____ THE DATA

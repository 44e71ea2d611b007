//! Lattice Boltzmann solver that generates its compute kernels from symbolic formulas.
//!
//! See [`lbm::Lattice`] for the entry point.

pub mod lbm;
#[cfg(feature = "opencl")]
pub mod opencl;
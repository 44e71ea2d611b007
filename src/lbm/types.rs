//! # types
//!
//! Contains and organizes types used in the lbm module.
//! These types are re-exported through the lbm module.

use crate::lbm::{LbmError, Result};

/// Velocity discretizations in 2D and 3D.
///
/// - `D2Q9`:  2D
/// - `D3Q15`: 3D low precision (no descriptor table)
/// - `D3Q19`: 3D recommended elsewhere (no descriptor table)
/// - `D3Q27`: 3D highest precision
///
#[derive(Clone, Copy, Debug, Default, PartialEq, Eq, serde::Serialize, serde::Deserialize)]
pub enum VelocitySet {
    #[default]
    /// 2D
    D2Q9 = 0,
    /// 3D low precision
    D3Q15 = 1,
    /// 3D
    D3Q19 = 2,
    /// 3D highest precision
    D3Q27 = 3,
}

impl VelocitySet {
    /// Returns `(dimensions, velocities)` of the set.
    pub fn get_set_values(&self) -> (u8, u8) {
        match self {
            VelocitySet::D2Q9 => (2, 9),
            VelocitySet::D3Q15 => (3, 15),
            VelocitySet::D3Q19 => (3, 19),
            VelocitySet::D3Q27 => (3, 27),
        }
    }
}

/// Material tags understood by the built-in boundary rules.
///
/// Tags are plain `i32` values in the material buffer, any other value is allowed
/// and behaves like bulk fluid unless a boundary rule mentions it.
pub mod material {
    /// Skipped by `collide_and_stream`, holds stale values.
    pub const GHOST: i32 = 0;
    pub const BULK: i32 = 1;
    pub const WALL: i32 = 2;
    pub const INFLOW: i32 = 3;
    pub const OUTFLOW: i32 = 4;
    pub const OBSTACLE: i32 = 5;
}

/// Identifies one of the two population buffers.
///
/// The lattice marks exactly one of them as current. `collide_and_stream` reads the current
/// buffer and writes the other one.
#[derive(Clone, Copy, Debug, PartialEq, Eq)]
pub enum Buffer {
    A = 0,
    B = 1,
}

impl Buffer {
    pub fn other(self) -> Buffer {
        match self {
            Buffer::A => Buffer::B,
            Buffer::B => Buffer::A,
        }
    }
}

/// Regular grid with linear index `x + (y + z * n_y) * n_x`.
#[derive(Clone, Copy, Debug, PartialEq, Eq)]
pub struct Grid {
    pub n_x: u32,
    pub n_y: u32,
    pub n_z: u32,
}

impl Grid {
    pub fn new(n_x: u32, n_y: u32, n_z: u32) -> Grid {
        Grid { n_x, n_y, n_z }
    }

    /// Number of cells.
    pub fn volume(&self) -> usize {
        self.n_x as usize * self.n_y as usize * self.n_z as usize
    }

    pub fn index(&self, x: u32, y: u32, z: u32) -> usize {
        (z as usize * self.n_y as usize + y as usize) * self.n_x as usize + x as usize
    }

    /// Get `x, y, z` coordinates from 1D index `n`.
    pub fn coordinates(&self, n: usize) -> (u32, u32, u32) {
        let a = self.n_x as usize * self.n_y as usize;
        let t = n % a;
        (
            (t % self.n_x as usize) as u32,
            (t / self.n_x as usize) as u32,
            (n / a) as u32,
        )
    }

    /// Linear index stride of each axis.
    pub fn strides(&self) -> [isize; 3] {
        [1, self.n_x as isize, self.n_x as isize * self.n_y as isize]
    }

    /// True for cells on the outermost layer of a used axis.
    pub fn is_edge(&self, x: u32, y: u32, z: u32, dimensions: usize) -> bool {
        x == 0
            || x == self.n_x - 1
            || y == 0
            || y == self.n_y - 1
            || (dimensions == 3 && (z == 0 || z == self.n_z - 1))
    }
}

/// Host copy of one population buffer, direction-major: value `i` of cell `n` is at `i * N + n`.
#[derive(Clone, Debug, PartialEq)]
pub struct Populations {
    q: usize,
    n: usize,
    data: Vec<f32>,
}

impl Populations {
    pub fn new(q: usize, n: usize) -> Populations {
        Populations {
            q,
            n,
            data: vec![0.0; q * n],
        }
    }

    pub fn from_vec(q: usize, n: usize, data: Vec<f32>) -> Result<Populations> {
        if data.len() != q * n {
            return Err(LbmError::BufferSizeMismatch {
                buffer: "populations",
                expected: q * n,
                found: data.len(),
            });
        }
        Ok(Populations { q, n, data })
    }

    pub fn q(&self) -> usize {
        self.q
    }

    pub fn cells(&self) -> usize {
        self.n
    }

    pub fn get(&self, n: usize, i: usize) -> f32 {
        self.data[i * self.n + n]
    }

    pub fn set(&mut self, n: usize, i: usize, value: f32) {
        self.data[i * self.n + n] = value;
    }

    /// All `q` values of cell `n`.
    pub fn cell(&self, n: usize) -> Vec<f32> {
        (0..self.q).map(|i| self.get(n, i)).collect()
    }

    pub fn set_cell(&mut self, n: usize, values: &[f32]) {
        for (i, &v) in values.iter().enumerate().take(self.q) {
            self.set(n, i, v);
        }
    }

    pub fn as_slice(&self) -> &[f32] {
        &self.data
    }

    pub fn as_mut_slice(&mut self) -> &mut [f32] {
        &mut self.data
    }
}

/// Host copy of the moments buffer: density block followed by one block per velocity component.
///
/// Each block holds `N` values in grid index order. `as_slice()` is the flat array handed to renderers.
#[derive(Clone, Debug, PartialEq)]
pub struct Moments {
    dimensions: usize,
    n: usize,
    data: Vec<f32>,
}

impl Moments {
    pub fn from_vec(dimensions: usize, n: usize, data: Vec<f32>) -> Result<Moments> {
        if data.len() != (dimensions + 1) * n {
            return Err(LbmError::BufferSizeMismatch {
                buffer: "moments",
                expected: (dimensions + 1) * n,
                found: data.len(),
            });
        }
        Ok(Moments { dimensions, n, data })
    }

    pub fn dimensions(&self) -> usize {
        self.dimensions
    }

    pub fn cells(&self) -> usize {
        self.n
    }

    pub fn density(&self, n: usize) -> f32 {
        self.data[n]
    }

    /// Velocity of cell `n`, unused components are 0.
    pub fn velocity(&self, n: usize) -> [f32; 3] {
        let mut u = [0.0f32; 3];
        for (k, u_k) in u.iter_mut().enumerate().take(self.dimensions) {
            *u_k = self.data[(k + 1) * self.n + n];
        }
        u
    }

    /// Sum of densities over the cells selected by `mask`.
    pub fn total_density<F: Fn(usize) -> bool>(&self, mask: F) -> f64 {
        (0..self.n).filter(|&n| mask(n)).map(|n| self.density(n) as f64).sum()
    }

    /// Largest velocity magnitude over the cells selected by `mask`.
    pub fn max_speed<F: Fn(usize) -> bool>(&self, mask: F) -> f32 {
        (0..self.n)
            .filter(|&n| mask(n))
            .map(|n| {
                let u = self.velocity(n);
                (u[0] * u[0] + u[1] * u[1] + u[2] * u[2]).sqrt()
            })
            .fold(0.0f32, f32::max)
    }

    pub fn as_slice(&self) -> &[f32] {
        &self.data
    }
}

________

_WHAT IS NEEDED_.
Scan the material above for the word "expected". Copy each line where it occurs.

_OUTPUT OF THE TASK_.
                expected: q * n,
                expected: (dimensions + 1) * n,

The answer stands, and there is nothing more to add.